I think you are right that it's not a good idea for him to come over. My friend just called me and told me she hasn't heard from him today (was waiting for him to call because he is supposed to help her move some stuff at her house). Immediately the old suspicions started to surface that that must mean he was or is drinking. I hope not, but I think the way I'm feeling/thinking right now is a sign from my HP.
Read your TPO carefully. It might state that if you contact him and or invite him into your space that you are violating the order. The TPO isn't a one way street! He cannot be held accountable to it if you invite him or convert him to violating it. Use to write them and get them set in family court...use to teach and warn my male case work never to cross the line on a TR(P)O or else they get another person in their life they never intended to have...a parole officer. Be careful.
I was thinking just what Mattie wrote before I read it. What would you tell anyone else about seeing someone whom the relationship had gone south enough to need/want a restraining order from? I fully get that it is a horribly sad and lonely and depressing place to be in for you right now, but is your AH really the person to turn to in order to try and feel better?
Holivex - The early recovering alcoholic is like a baby with no coping skills. He has you in a role of mother and it takes a good long while to break that sick dynamic. You described him being all hateful cuz you finally set boundaries with him. Sounds like a 2 year old when you tell them they cannot have cookies before dinner right? He needs time to grow up and learn to solve problems. It may seem like his AA buddies are just telling him stories and validating him but, to the degree he can handle it, they are also going to teach him to man up to the degree he wants to and is ready to. I guess I am saying to not rush and give it more time.
Generally, I hate movies with alcoholism as the central theme, but the movie "When a man loves a woman" was actually accurate in terms of portraying the amount of time it takes for an alcoholic to get right on their own before being able to step back into being a healthy partner (if they have the recovery in them that is).
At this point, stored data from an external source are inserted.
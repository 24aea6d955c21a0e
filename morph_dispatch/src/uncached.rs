//! The uncached dispatch variant.
//!
//! An [`UncachedNode`] evaluates its whole table on every call and keeps no
//! per-call-site state: no instances, no state bits, no profiles. It serves
//! code that runs too rarely to be worth specializing, and shares one node
//! per table.
//!
//! Differences from [`DispatchNode`](crate::DispatchNode):
//!
//! - specializations replaced by another one are never considered
//! - cache initializers run per call and their values are dropped afterwards
//! - a `rewrite_on` exception moves on to the next candidate of the same call
//! - children are created uncached; a child that must be adopted fails

use crate::attempt::Attempt;
use crate::node::Executable;
use crate::specialization::{Children, SpecializationCall};
use crate::table::SpecializationTable;
use morph_core::{
    DispatchError, DispatchResult, Frame, NodeId, Throw, UnsupportedSpecialization, Value,
};
use smallvec::SmallVec;
use std::fmt;
use std::sync::Arc;
use tracing::trace;

/// A stateless node evaluating its table on every call.
pub struct UncachedNode {
    table: Arc<SpecializationTable>,
}

impl UncachedNode {
    /// Uncached node for `table`.
    pub fn new(table: Arc<SpecializationTable>) -> Arc<Self> {
        Arc::new(Self { table })
    }

    /// Specialization table.
    pub fn table(&self) -> &Arc<SpecializationTable> {
        &self.table
    }

    /// Execute without a frame.
    pub fn execute(&self, args: &[Value]) -> DispatchResult<Value> {
        self.run(None, args)
    }

    /// Execute with a frame.
    pub fn execute_with_frame(&self, frame: &Frame, args: &[Value]) -> DispatchResult<Value> {
        self.run(Some(frame), args)
    }

    /// Uncached nodes have no parent to adopt into.
    pub fn adopt(&self, child: &dyn Executable) -> DispatchResult<()> {
        Err(DispatchError::UncachedAdoption {
            table: self.table.name().to_string(),
            child: child.name().to_string(),
        })
    }

    fn run(&self, frame: Option<&Frame>, args: &[Value]) -> DispatchResult<Value> {
        if args.len() != self.table.arity() {
            return Err(DispatchError::ArityMismatch {
                node: NodeId::DETACHED,
                name: self.table.name().to_string(),
                expected: self.table.arity(),
                actual: args.len(),
            });
        }

        let attempt = Attempt::new(&self.table, args, frame);
        let mut skipped: SmallVec<[bool; 8]> = self
            .table
            .entries()
            .iter()
            .map(|e| e.replaced)
            .collect();

        for &index in self.table.order() {
            if skipped[index] || !attempt.accepts_pre(index) {
                continue;
            }
            let entry = self.table.entry(index);
            if entry.spec.fallback && !attempt.fallback_applies(|i| skipped[i]) {
                continue;
            }
            let Some((cached, _assumptions)) = attempt.initialize(index, None, true)? else {
                continue;
            };
            let children = self.create_children(index)?;
            let Some(scope) = attempt.scope(index) else {
                continue;
            };
            let call = SpecializationCall {
                node: NodeId::DETACHED,
                specialization: &entry.spec.name,
                scope: scope.with_cached(&cached),
                children: Children::Uncached(&children),
                storage: None,
                profiles: &[],
            };
            trace!(table = %self.table.name(), specialization = %entry.spec.name, "uncached dispatch");
            match (entry.spec.body)(&call) {
                Ok(value) => return Ok(value),
                Err(Throw::Exception(e)) if entry.spec.rewrites_on(e.kind) => {
                    trace!(
                        table = %self.table.name(),
                        specialization = %entry.spec.name,
                        kind = e.kind,
                        "uncached rewrite"
                    );
                    skipped[index] = true;
                }
                Err(throw) => return Err(throw.into()),
            }
        }

        Err(UnsupportedSpecialization {
            node: NodeId::DETACHED,
            node_name: self.table.name().to_string(),
            args: args.to_vec(),
        }
        .into())
    }

    fn create_children(&self, index: usize) -> DispatchResult<SmallVec<[Arc<UncachedNode>; 2]>> {
        let entry = self.table.entry(index);
        let mut children = SmallVec::new();
        for child in &entry.spec.children {
            if child.adopt {
                return Err(DispatchError::UncachedAdoption {
                    table: self.table.name().to_string(),
                    child: child.name.clone(),
                });
            }
            children.push(UncachedNode::new((child.factory)()));
        }
        Ok(children)
    }
}

impl Executable for UncachedNode {
    fn dispatch(&self, frame: Option<&Frame>, args: &[Value]) -> DispatchResult<Value> {
        self.run(frame, args)
    }

    fn name(&self) -> &str {
        self.table.name()
    }
}

impl fmt::Debug for UncachedNode {
    fn fmt(&self, f: &mut fmt::Formatter<'_>) -> fmt::Result {
        f.debug_struct("UncachedNode")
            .field("table", &self.table.name())
            .finish()
    }
}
When I recently was considering letting my ex-A (who has not stopped drinking) back into my life after a few years (just as a friend), I got little glimmers that it would be okay...up til he asked me for 20$ cuz he "didn't have money for gas." I really almost gave it to him too until I realized WTF? This is the person that called my parents names, told me I couldn't live on my own, ruined my finances (though I know I had a part in all of that), and that supposedly has a decent job now but still can't save up 20 dollars?!! It turned from sympathetic to sort of mad that after all this time the one thing he would call me up about was to ask for 20 bucks... Hence, because he is an active alcoholic, he's not even useful to me as a friend. It will only wind up in disappointment and I know that now. I don't know if your relationship is headed that way, but I couldn't change my ex into the person I wanted no matter what. I couldn't do it then and I can't now.